Tuesday, July 21, 2009
Fancy Pants: Golden Beet Caviar with Goat Cheese and Belgian Endive
Entertaining with beets. Is it possible to serve them to company and not come across as some doily-knitting, Borscht-toting grandma? Yes, yes it is. Enter Golden Beet Caviar with Goat Cheese and Belgian Endive. Sweet, bitter, tangy and creamy. Really good.
This recipe is a variation of one from Deborah Madison’s book, “Local Flavors,” and it is a total guiltless summer treat. I have mentioned in a previous post, and I cannot sing its praises enough. Her recipe is a lovely composed salad that uses three beets; red, golden, and Chioggia (those cute little bi-colored ones that resemble a bulls-eye). I chose to make the recipe more of an hors hors d'oeuvre, and stick to one color beet, since red ones tend to turn the whole lot blood-red as soon as you mix them together. Besides, the golden beets looked great at the farmers market.

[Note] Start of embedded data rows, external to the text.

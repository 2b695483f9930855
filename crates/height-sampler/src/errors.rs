/// Errors while turning a source raster into a heightmap.
#[derive(Debug, Clone, PartialEq, thiserror::Error)]
pub enum SampleError {
    #[error("grid resolution {width}x{height} is too small (need at least 2x2)")]
    InvalidResolution { width: usize, height: usize },

    #[error("grid resolution {width}x{height} is too large")]
    GridTooLarge { width: usize, height: usize },

    #[error("could not allocate {bytes} bytes for the heightmap")]
    AllocationFailure { bytes: usize },

    #[error("source buffer holds {actual} bytes but its dimensions require {expected}")]
    EmptySource { expected: usize, actual: usize },

    #[error("pixel stride {stride} is too small (need at least 3 bytes per pixel)")]
    InvalidStride { stride: usize },

    #[error("failed to decode source image: {0}")]
    SourceDecodeFailure(String),

    #[error(transparent)]
    Heightmap(#[from] relief_types::HeightmapError),

    #[error("failed to encode depth map: {0}")]
    DepthMapEncode(String),
}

As Madison notes in her book, the beet caviar is bright and refreshing, and I took her suggestion to make a batch and just keep it in the fridge. Even after the endive was gone, I was spooning the caviar onto rye crackers and mixed green salads…or straight into my mouth every time I passed through the kitchen.
Golden Beet Caviar with Goat Cheese and Belgian Endive
6 golden beets (though you can use any variety)
1 very small sweet onion, finely diced (I despise raw onions of any other variety—the original recipe calls for red onion, so go with your own tastes here.)
3 Tablespoons white wine vinegar
2 Tablespoons chopped parsley
2 Belgian endives
4 ounces fresh goat cheese
1. Remove leaves and stems, and trim root tips of beets. Steam the beets until they are tender-firm when pierced with a knife, 25-45 minutes, depending on their size. Cool, then slip off the skins. Dice finely by hand—or, alternately, cut into chunks and pulse in a food processor until finely chopped, but not mushy.
2. While beets are cooking, toss the onion in the vinegar and ¼ teaspoon salt, and set aside. Toss the beets with the onion and vinegar. Taste for salt and season with pepper. Toss again with parsley and chill.
3. Slice bottoms from endive and remove cores. Remove leaves individually, wash, and let dry.
4. Assemble: Scoop a spoonful of the beet mixture into each leaf, top with crumbled goat cheese. Garnish with a drizzle of olive oil and serve.